Opioid Dealers Embrace the Dark Web To Send Deadly Drugs by Mail (nytimes.com)
Anonymous online sales are surging, and people are dying. Despite dozens of arrests, new merchants -- many based in Asia -- quickly pop up. From a report on the New York Times: In a growing number of arrests and overdoses, law enforcement officials say, the drugs are being bought online. Internet sales have allowed powerful synthetic opioids such as fentanyl -- the fastest-growing cause of overdoses nationwide -- to reach living rooms in nearly every region of the country, as they arrive in small packages in the mail (syndicated source). The authorities have been frustrated in their efforts to crack down on the trade because these sites generally exist on the so-called dark web, where buyers can visit anonymously using special browsers and make purchases with virtual currencies like Bitcoin. The problem of dark web sales appeared to have been stamped out in 2013, when the authorities took down the most famous online marketplace for drugs, known as Silk Road. But since then, countless successors have popped up, making the drugs readily available to tens of thousands of customers who would not otherwise have had access to them. Among the dead are two 13-year-olds, Grant Seaver and Ryan Ainsworth, who died last fall in the wealthy resort town of Park City, Utah, after taking a synthetic opioid known as U-47700 or Pinky. The boys had received the powder from another local teenager, who bought the drugs on the dark web using Bitcoin, according to the Park City police chief.
This is pretty much just propaganda. Do you seriously think that any doctor, having passed the MCAT, been accepted to medical school, passed medical school, then passed the USMLE, thought for a second a full agonist opioid (that had existed for decades, by the way, oxycodone was not invented in the 90s or 2000s) was not just as addictive as every other full agonist opioid? Not a chance. And the stronger formulation, OxyContin, being appropriate for those without tolerance? Nope, not a chance. Not even pill mills gave out OC40's or OC80's to people who hadn't already been building tolerance for years.
The marketing shift that DID make the difference, was increasing access to pain relief for those suffering chronic pain that wasn't from a terminal condition or cancer. And that was a good thing in principle. People shouldn't be forced to live in pain because of someone else's moral opinion on physical dependence, nor because someone else is abusing pharmaceuticals instead of street drugs. There were some critical errors, like not preventing multiple doctors from prescribing to the same patient, doctors not being allowed to discuss harm reduction strategies or treat instead of discharge people with abuse issues (not to mention the whole drug war- addicts scamming pain practices is a consequence of prohibition), and although made into a much bigger issue than it was, prescriptions for people with minor pain from small injuries (APAP combo products that couldn't be snorted or injected).

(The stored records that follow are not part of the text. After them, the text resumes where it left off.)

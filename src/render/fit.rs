use crate::foundation::core::Rect;
use crate::scene::layer::ImageFit;

/// Where a `src_w × src_h` image lands for a destination box.
///
/// `draw` is the rectangle the whole image is scaled into; it may extend past `dest` for
/// [`ImageFit::Cover`], in which case painting is clipped to `dest`.
#[derive(Clone, Copy, Debug, PartialEq)]
pub struct FitPlacement {
    /// Full image rectangle.
    pub draw: Rect,
    /// Visible region.
    pub clip: Rect,
}

/// Place an image into `dest` per `fit`, centred.
pub fn fit_image(fit: ImageFit, dest: Rect, src_w: u32, src_h: u32) -> FitPlacement {
    let (sw, sh) = (f64::from(src_w.max(1)), f64::from(src_h.max(1)));
    let (dw, dh) = (dest.width(), dest.height());
    let draw = match fit {
        ImageFit::Fill => dest,
        ImageFit::Cover | ImageFit::Contain => {
            let sx = dw / sw;
            let sy = dh / sh;
            let s = if fit == ImageFit::Cover {
                sx.max(sy)
            } else {
                sx.min(sy)
            };
            let (w, h) = (sw * s, sh * s);
            let x0 = dest.x0 + (dw - w) / 2.0;
            let y0 = dest.y0 + (dh - h) / 2.0;
            Rect::new(x0, y0, x0 + w, y0 + h)
        }
    };
    FitPlacement { draw, clip: dest }
}

#[cfg(test)]
#[path = "../../tests/unit/render/fit.rs"]
mod tests;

You're looking for the easy scapegoat, and ignoring the very real issue of under-treated pain and its consequences. And now the pendulum has swung back the other way, and more pain patients live in agony and more drug users get their drugs on the street instead of from a pharmacist. I hope that you or someone you love never finally ends their own life after suffering from preventable pain that relief from became unavailable because of people like you. But I fear that much like drug prohibition in general, that's the only way people will take a deeper look at the pros and cons of trying to enforce sobriety at the end of a gun.
In the case of fentanyl analogues, it's not just the illegality or the corresponding imprecision in dose. They're dangerous drugs when used in the hospital. I'm an anesthesiologist, and I barely use the stuff because of this. The line between "effectively treats pain" and "makes them stop breathing" is very, very small. When I give it, I have a breathing tube in place - I don't have to worry if someone stops breathing, because I can do it for them. I still don't often do it.
If we're going to ban any drugs at all, those should be at the top of the list.